После некоторых колебаний он вступил в Студенческое научное общество. Времени ни на что не хватало, но было ясно, что ему необходимо начинать говорить. Потому мало получить результат, пусть даже самый ошеломляющий, мало сквозь пленку банальностей увидеть новую суть – этот результат, эта суть еще должны быть внятно представлены профессиональной аудитории.
– Правильно, – подтверждал Горицвет. – Ученый, если он не Эйнштейн, обязан грамотно излагать свои мысли. Нет умения выступать, значит и насчет мыслей сомнительно. Встречают всегда по одежде, а уж потом начинают разглядывать – кто ты есть.
По его настойчивому совету Арик за полгода сделал на семинаре три коротеньких сообщения. Каждое – всего на десять минут, однако – ясные, энергичные, с предельно отточенными формулировками. Далее он обобщил их, собрав в некий не слишком сложный концепт, и, добавив туда фактуры, выступил на ежегодном весеннем симпозиуме. Доклад, судя по всему, прошел неплохо, поскольку месяца через два ему предложили стать председателем СНО.
– Во где мне это, – сказал некий Замойкис, руководивший обществом уже третий год. – Диссертация на носу, защита, потом предлагают сразу же перейти в ректорат. Понимаешь? Наука – в лабораториях, а здесь-то – зачем?
– Значит, сдаешь дела?
– Ну – принимай команду...
Это, конечно, расширяло возможности. Председателю СНО не возбранялось присутствовать на Большом ученом совете, он мог напрямую, если возникала необходимость, обратиться к декану, а на конференции, которые раз в два года собирал факультет, он, естественно, получал приглашения вне всякой очереди.
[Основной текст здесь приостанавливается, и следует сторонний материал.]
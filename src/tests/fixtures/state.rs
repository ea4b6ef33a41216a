use std::path::Path;
use std::sync::Arc;
use std::time::Duration;

use async_trait::async_trait;
use axum::body::{Body, Bytes};
use axum::response::Response;
use http_body_util::BodyExt;

use crate::shared::auth::basic_auth::BasicAuth;
use crate::shared::templates::Templates;
use crate::shared::upstream::{UpstreamError, UpstreamResponse, UpstreamSource};
use crate::shell::config::Config;
use crate::shell::state::AppState;

pub const INDEX_TEMPLATE: &str = "<html><h1>{{ title }}</h1></html>";

/// Upstream that answers from memory.
pub enum StubUpstream {
    Serves {
        content_type: &'static str,
        body: &'static str,
    },
    Unavailable,
}

#[async_trait]
impl UpstreamSource for StubUpstream {
    async fn fetch(&self) -> Result<UpstreamResponse, UpstreamError> {
        match self {
            StubUpstream::Serves { content_type, body } => Ok(UpstreamResponse {
                content_type: Some(content_type.to_string()),
                content_length: Some(body.len() as u64),
                body: Body::from(*body),
            }),
            StubUpstream::Unavailable => Err(UpstreamError::Status(502)),
        }
    }
}

pub fn make_test_config(upload_dir: &Path) -> Config {
    let mut config = Config::from_lookup(|_| None).unwrap();
    config.upload_dir = upload_dir.to_path_buf();
    config.long_task_delay = Duration::from_millis(20);
    config.shutdown_timeout = Duration::from_millis(500);
    config
}

pub fn make_test_state_with(config: Config, upstream: StubUpstream) -> AppState {
    let templates = Templates::from_sources([("index.tmpl", INDEX_TEMPLATE)]).unwrap();
    AppState {
        basic_auth: BasicAuth::new(&config.admin_accounts),
        config: Arc::new(config),
        templates: Arc::new(templates),
        upstream: Arc::new(upstream),
    }
}

pub fn make_test_state() -> AppState {
    make_test_state_with(
        make_test_config(&std::env::temp_dir()),
        StubUpstream::Serves {
            content_type: "text/plain; charset=utf-8",
            body: "from upstream",
        },
    )
}

pub async fn body_bytes(response: Response) -> Bytes {
    response.into_body().collect().await.unwrap().to_bytes()
}

pub async fn body_string(response: Response) -> String {
    String::from_utf8(body_bytes(response).await.to_vec()).unwrap()
}
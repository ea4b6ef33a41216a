use serde::{Deserialize, Serialize};
use thiserror::Error;

/// Binding target for the query and URI binding demos. Both fields are required.
#[derive(Debug, Clone, Default, PartialEq, Eq, Deserialize, Serialize)]
pub struct Person {
    #[serde(default)]
    pub address: String,
    #[serde(default)]
    pub name: String,
}

#[derive(Debug, Error, PartialEq, Eq)]
#[error("{}", .failures.join("\n"))]
pub struct BindingError {
    pub failures: Vec<String>,
}

impl Person {
    pub fn validate(self) -> Result<Self, BindingError> {
        let failures: Vec<String> = [("Name", &self.name), ("Address", &self.address)]
            .into_iter()
            .filter(|(_, value)| value.trim().is_empty())
            .map(|(field, _)| {
                format!(
                    "Key: 'Person.{field}' Error:Field validation for '{field}' failed on the 'required' tag"
                )
            })
            .collect();

        if failures.is_empty() {
            Ok(self)
        } else {
            Err(BindingError { failures })
        }
    }
}
use anyhow::Context;

use web_tour::shell::config::Config;
use web_tour::shell::state::AppState;
use web_tour::shell::{http, logging, server};

#[tokio::main]
async fn main() -> anyhow::Result<()> {
    dotenvy::dotenv().ok();
    logging::init(logging::DEFAULT_FILTER);

    let config = Config::from_env().context("reading configuration")?;
    let addr = config.addr;
    let shutdown_timeout = config.shutdown_timeout;
    let state = AppState::from_config(config)?;

    let listener = server::bind(addr).await?;
    let outcome = server::run(
        listener,
        http::router(state),
        server::shutdown_signal(),
        shutdown_timeout,
    )
    .await?;

    tracing::info!(?outcome, "server stopped");
    Ok(())
}
use axum::extract::{
    Form, Path, Query,
    rejection::{FormRejection, PathRejection, QueryRejection},
};
use serde::{Deserialize, Serialize};

use crate::modules::forms::person::Person;
use crate::shared::core::errors::HttpError;
use crate::shared::render::EscapedJson;

#[derive(Debug, Default, Deserialize)]
pub struct PostQuery {
    pub id: Option<String>,
    pub page: Option<String>,
}

#[derive(Debug, Default, Deserialize)]
pub struct PostForm {
    pub name: Option<String>,
    pub message: Option<String>,
}

/// Fields are declared in key order, so the echo serializes with sorted keys.
#[derive(Debug, Serialize)]
pub struct PostEcho {
    pub id: String,
    pub message: String,
    pub name: String,
    pub page: String,
}

/// `POST /post?id=1234&page=1` with form body `name=manu&message=this_is_great`.
///
/// Absent values read as empty, except `page` which defaults to `"0"`.
pub async fn post_form(
    query: Result<Query<PostQuery>, QueryRejection>,
    form: Result<Form<PostForm>, FormRejection>,
) -> EscapedJson<PostEcho> {
    let query = query.map(|Query(query)| query).unwrap_or_else(|rejection| {
        tracing::debug!(%rejection, "ignoring unreadable query");
        PostQuery::default()
    });
    let form = form.map(|Form(form)| form).unwrap_or_else(|rejection| {
        tracing::debug!(%rejection, "ignoring unreadable form");
        PostForm::default()
    });

    let echo = PostEcho {
        id: query.id.unwrap_or_default(),
        message: form.message.unwrap_or_default(),
        name: form.name.unwrap_or_default(),
        page: query.page.unwrap_or_else(|| "0".to_string()),
    };
    tracing::info!(
        "id: {}; page: {}; name: {}; message: {}",
        echo.id,
        echo.page,
        echo.name,
        echo.message
    );
    EscapedJson(echo)
}

/// Binds `Person` from the query string only; the body is never read.
pub async fn should_bind_query(
    query: Result<Query<Person>, QueryRejection>,
) -> Result<&'static str, HttpError> {
    let Query(person) = query.map_err(|rejection| HttpError::Binding(rejection.body_text()))?;
    let person = person
        .validate()
        .map_err(|e| HttpError::Binding(e.to_string()))?;

    tracing::info!(name = %person.name, address = %person.address, "bound query");
    Ok("Success")
}

pub async fn binding_url(
    path: Result<Path<Person>, PathRejection>,
) -> Result<EscapedJson<Person>, HttpError> {
    let Path(person) = path.map_err(|rejection| HttpError::Binding(rejection.body_text()))?;
    let person = person
        .validate()
        .map_err(|e| HttpError::Binding(e.to_string()))?;

    Ok(EscapedJson(person))
}

#[cfg(test)]
mod forms_http_inbound_tests {
    use axum::{
        Router,
        body::Body,
        http::{Request, StatusCode, header},
        routing::{get, post},
    };
    use rstest::rstest;
    use serde_json::{Value, json};
    use tower::ServiceExt;

    use crate::tests::fixtures::state::body_string;

    use super::*;

    fn app() -> Router {
        Router::new()
            .route("/post", post(post_form))
            .route("/ShouldBindQuery", get(should_bind_query))
            .route("/bindingurl/{name}/{address}", get(binding_url))
    }

    async fn json_body(response: axum::response::Response) -> Value {
        serde_json::from_str(&body_string(response).await).unwrap()
    }

    #[tokio::test]
    async fn it_should_read_query_and_form_values() {
        let response = app()
            .oneshot(
                Request::post("/post?id=1234&page=1")
                    .header(header::CONTENT_TYPE, "application/x-www-form-urlencoded")
                    .body(Body::from("name=manu&message=this_is_great"))
                    .unwrap(),
            )
            .await
            .unwrap();

        assert_eq!(response.status(), StatusCode::OK);
        assert_eq!(
            body_string(response).await,
            r#"{"id":"1234","message":"this_is_great","name":"manu","page":"1"}"#
        );
    }

    #[tokio::test]
    async fn it_should_default_page_and_tolerate_a_missing_form() {
        let response = app()
            .oneshot(Request::post("/post?id=7").body(Body::empty()).unwrap())
            .await
            .unwrap();

        assert_eq!(response.status(), StatusCode::OK);
        assert_eq!(
            json_body(response).await,
            json!({ "id": "7", "page": "0", "name": "", "message": "" })
        );
    }

    #[tokio::test]
    async fn it_should_bind_a_complete_query() {
        let response = app()
            .oneshot(
                Request::get("/ShouldBindQuery?name=appleboy&address=xyz")
                    .body(Body::empty())
                    .unwrap(),
            )
            .await
            .unwrap();

        assert_eq!(response.status(), StatusCode::OK);
        assert_eq!(body_string(response).await, "Success");
    }

    #[rstest]
    #[case::no_address("/ShouldBindQuery?name=appleboy", "Address")]
    #[case::no_name("/ShouldBindQuery?address=xyz", "Name")]
    #[case::empty_name("/ShouldBindQuery?name=&address=xyz", "Name")]
    #[tokio::test]
    async fn it_should_echo_query_binding_failures(#[case] uri: &str, #[case] field: &str) {
        let response = app()
            .oneshot(Request::get(uri).body(Body::empty()).unwrap())
            .await
            .unwrap();

        assert_eq!(response.status(), StatusCode::BAD_REQUEST);
        let msg = json_body(response).await["msg"].as_str().unwrap().to_string();
        assert!(msg.contains(&format!("'Person.{field}'")), "{msg}");
    }

    #[tokio::test]
    async fn it_should_bind_path_segments() {
        let response = app()
            .oneshot(
                Request::get("/bindingurl/appleboy/xyz")
                    .body(Body::empty())
                    .unwrap(),
            )
            .await
            .unwrap();

        assert_eq!(response.status(), StatusCode::OK);
        assert_eq!(
            body_string(response).await,
            r#"{"address":"xyz","name":"appleboy"}"#
        );
    }

    #[tokio::test]
    async fn it_should_reject_blank_path_segments() {
        let response = app()
            .oneshot(
                Request::get("/bindingurl/%20/xyz")
                    .body(Body::empty())
                    .unwrap(),
            )
            .await
            .unwrap();

        assert_eq!(response.status(), StatusCode::BAD_REQUEST);
        assert!(json_body(response).await["msg"].is_string());
    }
}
То есть, с этой стороны все было в порядке. С ним теперь здоровались и в деканате, и многие заведующие кафедрами, девочки из ректората благожелательно кивали ему, когда он заскакивал по делам, и даже державшийся чуть отстраненно, как и положено, факультетский парторг, удостаивал при встречах крепкого значительного рукопожатия.
– Как жизнь, молодежь?
– Вроде, бы ничего.
– Ну, если что – сразу ко мне...
Трудности у него возникали только с девушками. Первая же знакомая, которую он после танцев в полуподвальном сумраке общежития, внутренне обмирая, рискнул пригласить к себе, с такой легкостью поломала все его ближайшие планы, что, далеко не сразу поняв, как собственно это произошло, Арик испугался до оторопи, переходящей в растерянность. Куда, черт возьми, провалились последние две недели? Как это вышло, что до сих пор не смонтированы стеллажи в выделенном ему закутке на кафедре? Почему вовремя не написан отчет по лабораторному практикуму? И отчего «Биология жизни» старика Дэна Макгрейва, неподъемный талмуд, в девятьсот с лишним страниц, так и валяется, открытый на том же самом разделе?
Невозможно было это понять. Время вдруг утратило связность и начало распадаться на отдельные эпизоды. Вот они с Ольчиком, так звали его знакомую, бредут по каналу и осторожно, точно опасаясь обжечься, посматривают друг на друга. Ничто не заставляет их быть вместе, ничто не держит у чугунного ограждения, за которым, как в лихорадке, вздувается темная мартовская вода, и, тем не менее, вот уже третий час, безостановочно, в забытьи, блуждают они с набережной на набережную, задерживаются у спусков, ведущих гранитными ступенями в никуда, пересекают мосты, сворачивают в неожиданные переулочки, и из невидимых петель, которые ими натоптаны, можно сплести судьбу... Или вот они пребывают в темном зале кинотеатра: на экране что-то грохочет, что-то невыносимо взрывается, накатывается из-за горизонта конница, взлетают к небу пласты черной земли, они с Ольчиком этому заворожено внимают, и из вспышек света, прокатывающихся по рядам, из гремящей музыки, из быстрого прикосновения пальцев тоже, как из невидимой пряжи, можно сплести целую жизнь. Ничего не помню, признается потом Ольчик со вздохом... Или вот они в квартире у Арика: горит только торшер, скапливается за пределами света таинственный полумрак, скворчит где-то радио, плавают в воздухе пленочки неразборчивых слов, совершенно неясно, что следует делать, и вдруг Ольчик, разглядывающая книги на полках, поворачивается и смотрит на Арика так, словно видит его в первый раз.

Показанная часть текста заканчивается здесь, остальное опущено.